[Collected data entries]
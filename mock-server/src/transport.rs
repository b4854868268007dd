//! Drive the mock router without a socket.

use axum::body::Body;
use axum::http::Request;
use axum::Router;
use http_body_util::BodyExt;
use tokio::runtime::{Builder, Runtime};
use tower::ServiceExt;
use tracing::trace;
use wapi_core::{HttpRequest, HttpResponse, Transport, TransportError};

use crate::error::Error;
use crate::store::SharedStore;
use crate::{app_with_store, MockConfig};

/// Base URL to pair with [`MockTransport`]. Only the path reaches the router.
pub const MOCK_BASE_URL: &str = "http://mock-wapi.local";

/// A [`Transport`] that feeds each request straight into the mock router.
///
/// Requests run on a private current-thread runtime, so this is usable from
/// plain synchronous code. Do not call it from inside another runtime.
pub struct MockTransport {
    router: Router,
    store: SharedStore,
    runtime: Runtime,
}

impl MockTransport {
    pub fn new() -> Result<Self, Error> {
        Self::with_config(MockConfig::default())
    }

    pub fn with_config(config: MockConfig) -> Result<Self, Error> {
        let store = config.build_store()?;
        let router = app_with_store(store.clone(), &config.wapi_version);
        let runtime = Builder::new_current_thread().enable_all().build()?;
        Ok(Self {
            router,
            store,
            runtime,
        })
    }

    /// The store behind the router, for arranging or inspecting state.
    pub fn store(&self) -> SharedStore {
        self.store.clone()
    }
}

impl std::fmt::Debug for MockTransport {
    fn fmt(&self, f: &mut std::fmt::Formatter<'_>) -> std::fmt::Result {
        f.debug_struct("MockTransport").finish_non_exhaustive()
    }
}

impl Transport for MockTransport {
    fn execute(&self, request: &HttpRequest) -> Result<HttpResponse, TransportError> {
        let mut builder = Request::builder()
            .method(request.method.as_str())
            .uri(request.url.as_str());
        for (name, value) in &request.headers {
            builder = builder.header(name.as_str(), value.as_str());
        }
        let http_request = builder
            .body(Body::from(request.body.clone().unwrap_or_default()))
            .map_err(|e| TransportError::new(e.to_string()))?;

        trace!(method = %request.method, url = %request.url, "dispatching to mock router");
        self.runtime.block_on(async {
            let response = match self.router.clone().oneshot(http_request).await {
                Ok(response) => response,
                Err(never) => match never {},
            };
            let status = response.status().as_u16();
            let headers = response
                .headers()
                .iter()
                .filter_map(|(name, value)| {
                    value
                        .to_str()
                        .ok()
                        .map(|value| (name.as_str().to_string(), value.to_string()))
                })
                .collect();
            let bytes = response
                .into_body()
                .collect()
                .await
                .map_err(|e| TransportError::new(e.to_string()))?
                .to_bytes();
            Ok(HttpResponse {
                status,
                headers,
                body: String::from_utf8_lossy(&bytes).into_owned(),
            })
        })
    }
}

TASK REQUIREMENTS:
Set every record down again exactly as written.

TASK SOLUTION:
filename mock-server/src/transport.rs
repository b4854868268007dd
//! Drive the mock router without a socket.

use axum::body::Body;
use axum::http::Request;
use axum::Router;
use http_body_util::BodyExt;
use tokio::runtime::{Builder, Runtime};
use tower::ServiceExt;
use tracing::trace;
use wapi_core::{HttpRequest, HttpResponse, Transport, TransportError};

use crate::error::Error;
use crate::store::SharedStore;
use crate::{app_with_store, MockConfig};

/// Base URL to pair with [`MockTransport`]. Only the path reaches the router.
pub const MOCK_BASE_URL: &str = "http://mock-wapi.local";

/// A [`Transport`] that feeds each request straight into the mock router.
///
/// Requests run on a private current-thread runtime, so this is usable from
/// plain synchronous code. Do not call it from inside another runtime.
pub struct MockTransport {
    router: Router,
    store: SharedStore,
    runtime: Runtime,
}

impl MockTransport {
    pub fn new() -> Result<Self, Error> {
        Self::with_config(MockConfig::default())
    }

    pub fn with_config(config: MockConfig) -> Result<Self, Error> {
        let store = config.build_store()?;
        let router = app_with_store(store.clone(), &config.wapi_version);
        let runtime = Builder::new_current_thread().enable_all().build()?;
        Ok(Self {
            router,
            store,
            runtime,
        })
    }

    /// The store behind the router, for arranging or inspecting state.
    pub fn store(&self) -> SharedStore {
        self.store.clone()
    }
}

impl std::fmt::Debug for MockTransport {
    fn fmt(&self, f: &mut std::fmt::Formatter<'_>) -> std::fmt::Result {
        f.debug_struct("MockTransport").finish_non_exhaustive()
    }
}

impl Transport for MockTransport {
    fn execute(&self, request: &HttpRequest) -> Result<HttpResponse, TransportError> {
        let mut builder = Request::builder()
            .method(request.method.as_str())
            .uri(request.url.as_str());
        for (name, value) in &request.headers {
            builder = builder.header(name.as_str(), value.as_str());
        }
        let http_request = builder
            .body(Body::from(request.body.clone().unwrap_or_default()))
            .map_err(|e| TransportError::new(e.to_string()))?;

        trace!(method = %request.method, url = %request.url, "dispatching to mock router");
        self.runtime.block_on(async {
            let response = match self.router.clone().oneshot(http_request).await {
                Ok(response) => response,
                Err(never) => match never {},
            };
            let status = response.status().as_u16();
            let headers = response
                .headers()
                .iter()
                .filter_map(|(name, value)| {
                    value
                        .to_str()
                        .ok()
                        .map(|value| (name.as_str().to_string(), value.to_string()))
                })
                .collect();
            let bytes = response
                .into_body()
                .collect()
                .await
                .map_err(|e| TransportError::new(e.to_string()))?
                .to_bytes();
            Ok(HttpResponse {
                status,
                headers,
                body: String::from_utf8_lossy(&bytes).into_owned(),
            })
        })
    }
}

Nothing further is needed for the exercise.